Lors de la Dernière Cène, la Passion étant imminente, l’atmosphère était toute d’amour, d’intimité, de recueillement. « Jésus, sachant que le Père a tout remis entre ses mains, qu’il est sorti de Dieu et qu’il s’en va vers Dieu, se lève de table, dépose son vêtement, et prend un linge qu’il se noue à la ceinture ; puis il verse de l’eau dans un bassin. Alors il se mit à laver les pieds des disciples et à les essuyer avec le linge qu’il avait à la ceinture » (Jn 13, 3-5). Ce geste a assurément eu un fort impact sur les apôtres, puisqu’il était réservé aux serviteurs. Vraisemblablement ils n’en ont compris la portée que plus tard. Nous-mêmes, nous pouvons avoir du mal à imaginer Dieu dans une telle attitude, nettoyant de ses mains la poussière du chemin.
Se laisser laver les pieds par le Christ implique de reconnaître que ce n’est pas nous qui nous rendons purs, propres ou saints. « Et cela est difficile à comprendre. Si je ne permets pas que le Seigneur soit mon serviteur, que le Seigneur me lave, me fasse grandir, me pardonne, je n’entrerai pas dans le Royaume des Cieux » [2]. « Dieu nous a sauvés en nous servant. En général nous pensons que c’est à nous de servir Dieu. Non, c’est lui qui nous a servi gratuitement, parce qu’il nous a aimé en premier. Il est difficile d’aimer sans être aimés. Et il est encore plus difficile de servir si nous ne nous laissons pas servir par Dieu » [3]. Tel est le paradoxe chrétien : Dieu prend les devants, c’est lui qui prend l’initiative. D’où l’importance, avant d’entreprendre toute démarche apostolique, d’apprendre à accueillir ce que Dieu veut bien nous donner, à nous laisser purifier et purifier encore par sa main.

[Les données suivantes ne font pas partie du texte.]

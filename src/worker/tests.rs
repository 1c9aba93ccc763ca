use super::*;
use std::time::Duration;

use crate::events::{EventChannelConfig, StreamEvent, event_channel};
use crate::provider::{MockBehavior, MockProvider};

fn harness() -> (
    Arc<StageCache>,
    EventSender,
    tokio::sync::mpsc::Receiver<StreamEvent>,
    PartBuffers,
) {
    let cache = Arc::new(StageCache::new(Duration::from_secs(60)));
    let (sender, rx) = event_channel(EventChannelConfig::default());
    let buffers: PartBuffers = Arc::new(Mutex::new(HashMap::new()));
    (cache, sender, rx, buffers)
}

fn job(part: StagePart, prompt: &str) -> StageJob {
    StageJob {
        part,
        prompt: prompt.to_string(),
        cache_key: format!("ctx_{part}"),
    }
}

async fn drain(rx: &mut tokio::sync::mpsc::Receiver<StreamEvent>) -> Vec<StreamEvent> {
    let mut events = Vec::new();
    while let Ok(event) = rx.try_recv() {
        events.push(event);
    }
    events
}

#[tokio::test]
async fn chunks_arrive_in_model_order_and_accumulate() {
    let (cache, sender, mut rx, buffers) = harness();
    let provider = Arc::new(MockProvider::new().script_chunks("restaurants", &["{\"a\"", ":1", "}"]));

    let outcome = run_stage(
        provider,
        cache.clone(),
        job(StagePart::Restaurants, "restaurants in Tokyo"),
        sender,
        buffers.clone(),
        CancellationToken::new(),
    )
    .await;

    assert_eq!(outcome.text, "{\"a\":1}");
    assert!(outcome.error.is_none());
    assert!(!outcome.cache_hit);

    // Concatenating chunk events reproduces the upstream stream exactly.
    let events = drain(&mut rx).await;
    let concatenated: String = events
        .iter()
        .filter_map(|e| match &e.payload {
            EventPayload::Chunk { part, chunk } if *part == StagePart::Restaurants => {
                Some(chunk.as_str())
            }
            _ => None,
        })
        .collect();
    assert_eq!(concatenated, "{\"a\":1}");

    // Buffer matches, and the stage cache was written back.
    assert_eq!(buffers.lock()[&StagePart::Restaurants], "{\"a\":1}");
    assert_eq!(cache.get("ctx_restaurants").as_deref(), Some("{\"a\":1}"));
}

#[tokio::test]
async fn usage_metadata_is_captured_from_final_chunk() {
    let (cache, sender, _rx, buffers) = harness();
    let provider = Arc::new(MockProvider::new().script_chunks("itinerary", &["abcdefgh"]));

    let outcome = run_stage(
        provider,
        cache,
        job(StagePart::Itinerary, "itinerary please"),
        sender,
        buffers,
        CancellationToken::new(),
    )
    .await;

    assert!(outcome.usage.completion_tokens > 0);
    assert!(outcome.usage.prompt_tokens > 0);
}

#[tokio::test]
async fn cache_hit_emits_single_chunk_and_skips_provider() {
    let (cache, sender, mut rx, buffers) = harness();
    cache.set("ctx_city_data", "{\"city\":\"Lisbon\"}");
    let provider = Arc::new(MockProvider::new());

    let outcome = run_stage(
        provider.clone(),
        cache,
        job(StagePart::CityData, "city data for Lisbon"),
        sender,
        buffers.clone(),
        CancellationToken::new(),
    )
    .await;

    assert!(outcome.cache_hit);
    assert_eq!(outcome.text, "{\"city\":\"Lisbon\"}");
    assert_eq!(provider.call_count(), 0);

    let events = drain(&mut rx).await;
    assert_eq!(events.len(), 1);
    assert!(matches!(
        &events[0].payload,
        EventPayload::Chunk { part: StagePart::CityData, chunk } if chunk == "{\"city\":\"Lisbon\"}"
    ));
    assert_eq!(buffers.lock()[&StagePart::CityData], "{\"city\":\"Lisbon\"}");
}

#[tokio::test]
async fn stream_error_emits_stage_error_and_keeps_partial_buffer() {
    let (cache, sender, mut rx, buffers) = harness();
    let provider = Arc::new(MockProvider::new().script(
        "hotels",
        MockBehavior::ErrorAfter {
            chunks: vec!["partial".to_string()],
            message: "upstream 500".to_string(),
        },
    ));

    let outcome = run_stage(
        provider,
        cache.clone(),
        job(StagePart::Hotels, "hotels in Barcelona"),
        sender,
        buffers.clone(),
        CancellationToken::new(),
    )
    .await;

    assert_eq!(outcome.error.as_deref(), Some("provider stream error: upstream 500"));
    assert_eq!(outcome.text, "partial");

    let events = drain(&mut rx).await;
    assert!(events.iter().any(|e| matches!(
        &e.payload,
        EventPayload::Error { part: Some(StagePart::Hotels), .. }
    )));

    // A failed stage must not poison the warm path.
    assert!(cache.get("ctx_hotels").is_none());
}

#[tokio::test]
async fn open_failure_emits_stage_error() {
    let (cache, sender, mut rx, buffers) = harness();
    let provider = Arc::new(MockProvider::new().script(
        "hotels",
        MockBehavior::Error {
            message: "boom".to_string(),
        },
    ));

    let outcome = run_stage(
        provider,
        cache,
        job(StagePart::Hotels, "hotels in Barcelona"),
        sender,
        buffers,
        CancellationToken::new(),
    )
    .await;

    assert!(outcome.error.is_some());
    assert!(!outcome.is_usable());

    let events = drain(&mut rx).await;
    assert_eq!(events.len(), 1);
}

#[tokio::test]
async fn cancellation_stops_the_stage_quickly_without_events() {
    let (cache, sender, mut rx, buffers) = harness();
    let provider = Arc::new(MockProvider::new().script(
        "slow",
        MockBehavior::Stream {
            chunks: vec!["a".to_string(), "b".to_string(), "c".to_string()],
            chunk_delay: Duration::from_millis(200),
        },
    ));

    let cancel = CancellationToken::new();
    let handle = tokio::spawn(run_stage(
        provider,
        cache,
        job(StagePart::GeneralPois, "slow stream"),
        sender,
        buffers,
        cancel.clone(),
    ));

    tokio::time::sleep(Duration::from_millis(50)).await;
    cancel.cancel();

    let outcome = tokio::time::timeout(Duration::from_secs(1), handle)
        .await
        .expect("worker must return within a second of cancellation")
        .unwrap();

    assert!(outcome.cancelled);

    let events = drain(&mut rx).await;
    // No chunk had been produced yet and none may follow cancellation.
    assert!(events.is_empty());
}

SI LE GESTE de Jésus lavant les pieds de ses apôtres nous surprendra toujours, son amour et son humilité atteignent des sommets lorsque, au cours de la Cène, il « prit du pain puis, ayant rendu grâce, il le rompit, et dit : “Ceci est mon corps, qui est pour vous. Faites cela en mémoire de moi”. Après le repas, il fit de même avec la coupe, en disant : “Cette coupe est la nouvelle Alliance en mon sang. Chaque fois que vous en boirez, faites cela en mémoire de moi” » (1 Cor 11, 23-25).
Le Seigneur « a institué ce sacrement comme mémorial perpétuel de sa passion, comme accomplissement des anciennes figures, comme le plus grand miracle qu’il ait accompli et la plus grande consolation pour ceux qu’il laissera attristés par son absence » [4]. Il se donne Lui-même à nous : le pain et le vin se transforment en son corps et en son sang : une marque de son amour surabondant et la plus grande expression possible d’humilité. Le Sacrement eucharistique nous permet de nous identifier à notre bien-aimé, de ne faire qu’un avec lui, dans une fusion, de plonger en Dieu. Saint Josémaria signalait que « notre Seigneur Jésus-Christ, comme si toutes les autres preuves de la miséricorde n’avaient pas été suffisantes, institue l’Eucharistie pour que nous puissions l’avoir toujours près de nous et parce que — dans la mesure où nous pouvons comprendre — celui qui n’a besoin de rien, ne veut pas se passer de nous. La Trinité s’est éprise de l’homme » [5].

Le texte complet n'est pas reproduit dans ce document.